:: HOW TO COMPLETE THIS TASK ::
Give the records again in full, exactly as written.

Data records:
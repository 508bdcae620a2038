//! Sync integration tests: local directory into an in-memory store

use std::sync::Arc;
use tempfile::TempDir;
use tokio::sync::Semaphore;
use vcp_core::{
    Error, ExecutorConfig, LocalBackend, MemoryStore, SyncCommand, SyncComparator, SyncOptions,
    TransactionManager, TransferExecutor,
};

fn local_tree() -> TempDir {
    let tmp = TempDir::new().unwrap();
    std::fs::create_dir_all(tmp.path().join("data/sub")).unwrap();
    std::fs::write(tmp.path().join("data/one.txt"), b"one").unwrap();
    std::fs::write(tmp.path().join("data/sub/two.txt"), b"two!").unwrap();
    std::fs::write(tmp.path().join("data/.gitattributes"), b"* binary").unwrap();
    tmp
}

async fn store() -> Arc<MemoryStore> {
    let store = MemoryStore::new("hub");
    store.create_repo("alice/data", &["main"]).await;
    Arc::new(store)
}

fn executor() -> TransferExecutor {
    TransferExecutor::new(Arc::new(Semaphore::new(4)), ExecutorConfig::default())
}

fn command(tmp: &TempDir, store: &Arc<MemoryStore>, comparator: SyncComparator, dryrun: bool) -> SyncCommand {
    let source = format!("{}/data", tmp.path().to_str().unwrap());
    SyncCommand::new(
        Arc::new(LocalBackend::new()),
        &source,
        store.clone(),
        "alice/data/main/mirror",
        SyncOptions {
            comparator,
            dryrun,
            message: "sync".into(),
        },
    )
}

#[tokio::test]
async fn test_sync_is_idempotent() {
    for comparator in [SyncComparator::SizeOnly, SyncComparator::SizeAndTime] {
        let tmp = local_tree();
        let store = store().await;

        let cmd = command(&tmp, &store, comparator, false);
        cmd.validate().await.unwrap();
        let first = cmd.run(Arc::new(TransactionManager::default()), &executor()).await.unwrap();
        assert_eq!(first.copied, 2);
        assert_eq!(first.ignored, 1);
        assert_eq!(first.failed, 0);
        assert_eq!(&store.read_file("alice/data/main/mirror/sub/two.txt").await.unwrap()[..], b"two!");
        assert!(store.read_file("alice/data/main/mirror/.gitattributes").await.is_err());

        let second = cmd.run(Arc::new(TransactionManager::default()), &executor()).await.unwrap();
        assert_eq!(second.copied, 0, "{:?} should find nothing to copy", comparator);
        assert_eq!(second.ignored, 3);
    }
}

#[tokio::test]
async fn test_changed_size_is_copied_again() {
    let tmp = local_tree();
    let store = store().await;
    let cmd = command(&tmp, &store, SyncComparator::SizeOnly, false);
    cmd.run(Arc::new(TransactionManager::default()), &executor()).await.unwrap();

    std::fs::write(tmp.path().join("data/one.txt"), b"one, longer").unwrap();
    let stats = cmd.run(Arc::new(TransactionManager::default()), &executor()).await.unwrap();
    assert_eq!(stats.copied, 1);
    assert_eq!(&store.read_file("alice/data/main/mirror/one.txt").await.unwrap()[..], b"one, longer");
}

#[tokio::test]
async fn test_kind_mismatch_does_not_stop_sync() {
    let tmp = local_tree();
    let store = store().await;
    // `sub` is a directory locally but a file in the store.
    store.put_file("alice/data/main/mirror/sub", b"file").await.unwrap();

    let stats = command(&tmp, &store, SyncComparator::SizeOnly, false)
        .run(Arc::new(TransactionManager::default()), &executor())
        .await
        .unwrap();
    assert_eq!(stats.failed, 1);
    assert_eq!(stats.copied, 1);
    assert_eq!(&store.read_file("alice/data/main/mirror/one.txt").await.unwrap()[..], b"one");
    assert!(store.read_file("alice/data/main/mirror/sub/two.txt").await.is_err());
}

#[tokio::test]
async fn test_file_onto_directory_does_not_stop_sync() {
    let tmp = local_tree();
    let store = store().await;
    // `one.txt` is a file locally but a directory in the store.
    store.put_file("alice/data/main/mirror/one.txt/inner", b"in").await.unwrap();

    let stats = command(&tmp, &store, SyncComparator::SizeOnly, false)
        .run(Arc::new(TransactionManager::default()), &executor())
        .await
        .unwrap();
    assert_eq!(stats.failed, 1);
    assert_eq!(stats.copied, 1);
    assert_eq!(stats.ignored, 1);
    assert_eq!(&store.read_file("alice/data/main/mirror/sub/two.txt").await.unwrap()[..], b"two!");
    assert_eq!(&store.read_file("alice/data/main/mirror/one.txt/inner").await.unwrap()[..], b"in");
}

#[tokio::test]
async fn test_dryrun_writes_nothing() {
    let tmp = local_tree();
    let store = store().await;
    let stats = command(&tmp, &store, SyncComparator::SizeOnly, true)
        .run(Arc::new(TransactionManager::default()), &executor())
        .await
        .unwrap();
    assert_eq!(stats.copied, 2);
    assert!(store.read_file("alice/data/main/mirror/one.txt").await.is_err());
    assert_eq!(store.object_count().await, 0);
}

#[tokio::test]
async fn test_validate_rejects_bad_requests() {
    let tmp = local_tree();
    let store = store().await;
    let local = Arc::new(LocalBackend::new());
    let base = tmp.path().to_str().unwrap();

    let wildcard = SyncCommand::new(
        local.clone(),
        &format!("{}/data/*", base),
        store.clone(),
        "alice/data/main",
        SyncOptions::default(),
    );
    assert!(matches!(wildcard.validate().await, Err(Error::Validation(_))));

    let missing_branch = SyncCommand::new(
        local.clone(),
        &format!("{}/data", base),
        store.clone(),
        "alice/data/nope/dir",
        SyncOptions::default(),
    );
    assert!(matches!(missing_branch.validate().await, Err(Error::NotFound(_))));

    let file_source = SyncCommand::new(
        local,
        &format!("{}/data/one.txt", base),
        store.clone(),
        "alice/data/main",
        SyncOptions::default(),
    );
    assert!(matches!(file_source.validate().await, Err(Error::Validation(_))));
}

:: ANSWER SPACE ::
repository 508bdcae620a2038
//! Sync integration tests: local directory into an in-memory store

use std::sync::Arc;
use tempfile::TempDir;
use tokio::sync::Semaphore;
use vcp_core::{
    Error, ExecutorConfig, LocalBackend, MemoryStore, SyncCommand, SyncComparator, SyncOptions,
    TransactionManager, TransferExecutor,
};

fn local_tree() -> TempDir {
    let tmp = TempDir::new().unwrap();
    std::fs::create_dir_all(tmp.path().join("data/sub")).unwrap();
    std::fs::write(tmp.path().join("data/one.txt"), b"one").unwrap();
    std::fs::write(tmp.path().join("data/sub/two.txt"), b"two!").unwrap();
    std::fs::write(tmp.path().join("data/.gitattributes"), b"* binary").unwrap();
    tmp
}

async fn store() -> Arc<MemoryStore> {
    let store = MemoryStore::new("hub");
    store.create_repo("alice/data", &["main"]).await;
    Arc::new(store)
}

fn executor() -> TransferExecutor {
    TransferExecutor::new(Arc::new(Semaphore::new(4)), ExecutorConfig::default())
}

fn command(tmp: &TempDir, store: &Arc<MemoryStore>, comparator: SyncComparator, dryrun: bool) -> SyncCommand {
    let source = format!("{}/data", tmp.path().to_str().unwrap());
    SyncCommand::new(
        Arc::new(LocalBackend::new()),
        &source,
        store.clone(),
        "alice/data/main/mirror",
        SyncOptions {
            comparator,
            dryrun,
            message: "sync".into(),
        },
    )
}

#[tokio::test]
async fn test_sync_is_idempotent() {
    for comparator in [SyncComparator::SizeOnly, SyncComparator::SizeAndTime] {
        let tmp = local_tree();
        let store = store().await;

        let cmd = command(&tmp, &store, comparator, false);
        cmd.validate().await.unwrap();
        let first = cmd.run(Arc::new(TransactionManager::default()), &executor()).await.unwrap();
        assert_eq!(first.copied, 2);
        assert_eq!(first.ignored, 1);
        assert_eq!(first.failed, 0);
        assert_eq!(&store.read_file("alice/data/main/mirror/sub/two.txt").await.unwrap()[..], b"two!");
        assert!(store.read_file("alice/data/main/mirror/.gitattributes").await.is_err());

        let second = cmd.run(Arc::new(TransactionManager::default()), &executor()).await.unwrap();
        assert_eq!(second.copied, 0, "{:?} should find nothing to copy", comparator);
        assert_eq!(second.ignored, 3);
    }
}

#[tokio::test]
async fn test_changed_size_is_copied_again() {
    let tmp = local_tree();
    let store = store().await;
    let cmd = command(&tmp, &store, SyncComparator::SizeOnly, false);
    cmd.run(Arc::new(TransactionManager::default()), &executor()).await.unwrap();

    std::fs::write(tmp.path().join("data/one.txt"), b"one, longer").unwrap();
    let stats = cmd.run(Arc::new(TransactionManager::default()), &executor()).await.unwrap();
    assert_eq!(stats.copied, 1);
    assert_eq!(&store.read_file("alice/data/main/mirror/one.txt").await.unwrap()[..], b"one, longer");
}

#[tokio::test]
async fn test_kind_mismatch_does_not_stop_sync() {
    let tmp = local_tree();
    let store = store().await;
    // `sub` is a directory locally but a file in the store.
    store.put_file("alice/data/main/mirror/sub", b"file").await.unwrap();

    let stats = command(&tmp, &store, SyncComparator::SizeOnly, false)
        .run(Arc::new(TransactionManager::default()), &executor())
        .await
        .unwrap();
    assert_eq!(stats.failed, 1);
    assert_eq!(stats.copied, 1);
    assert_eq!(&store.read_file("alice/data/main/mirror/one.txt").await.unwrap()[..], b"one");
    assert!(store.read_file("alice/data/main/mirror/sub/two.txt").await.is_err());
}

#[tokio::test]
async fn test_file_onto_directory_does_not_stop_sync() {
    let tmp = local_tree();
    let store = store().await;
    // `one.txt` is a file locally but a directory in the store.
    store.put_file("alice/data/main/mirror/one.txt/inner", b"in").await.unwrap();

    let stats = command(&tmp, &store, SyncComparator::SizeOnly, false)
        .run(Arc::new(TransactionManager::default()), &executor())
        .await
        .unwrap();
    assert_eq!(stats.failed, 1);
    assert_eq!(stats.copied, 1);
    assert_eq!(stats.ignored, 1);
    assert_eq!(&store.read_file("alice/data/main/mirror/sub/two.txt").await.unwrap()[..], b"two!");
    assert_eq!(&store.read_file("alice/data/main/mirror/one.txt/inner").await.unwrap()[..], b"in");
}

#[tokio::test]
async fn test_dryrun_writes_nothing() {
    let tmp = local_tree();
    let store = store().await;
    let stats = command(&tmp, &store, SyncComparator::SizeOnly, true)
        .run(Arc::new(TransactionManager::default()), &executor())
        .await
        .unwrap();
    assert_eq!(stats.copied, 2);
    assert!(store.read_file("alice/data/main/mirror/one.txt").await.is_err());
    assert_eq!(store.object_count().await, 0);
}

#[tokio::test]
async fn test_validate_rejects_bad_requests() {
    let tmp = local_tree();
    let store = store().await;
    let local = Arc::new(LocalBackend::new());
    let base = tmp.path().to_str().unwrap();

    let wildcard = SyncCommand::new(
        local.clone(),
        &format!("{}/data/*", base),
        store.clone(),
        "alice/data/main",
        SyncOptions::default(),
    );
    assert!(matches!(wildcard.validate().await, Err(Error::Validation(_))));

    let missing_branch = SyncCommand::new(
        local.clone(),
        &format!("{}/data", base),
        store.clone(),
        "alice/data/nope/dir",
        SyncOptions::default(),
    );
    assert!(matches!(missing_branch.validate().await, Err(Error::NotFound(_))));

    let file_source = SyncCommand::new(
        local,
        &format!("{}/data/one.txt", base),
        store.clone(),
        "alice/data/main",
        SyncOptions::default(),
    );
    assert!(matches!(file_source.validate().await, Err(Error::Validation(_))));
}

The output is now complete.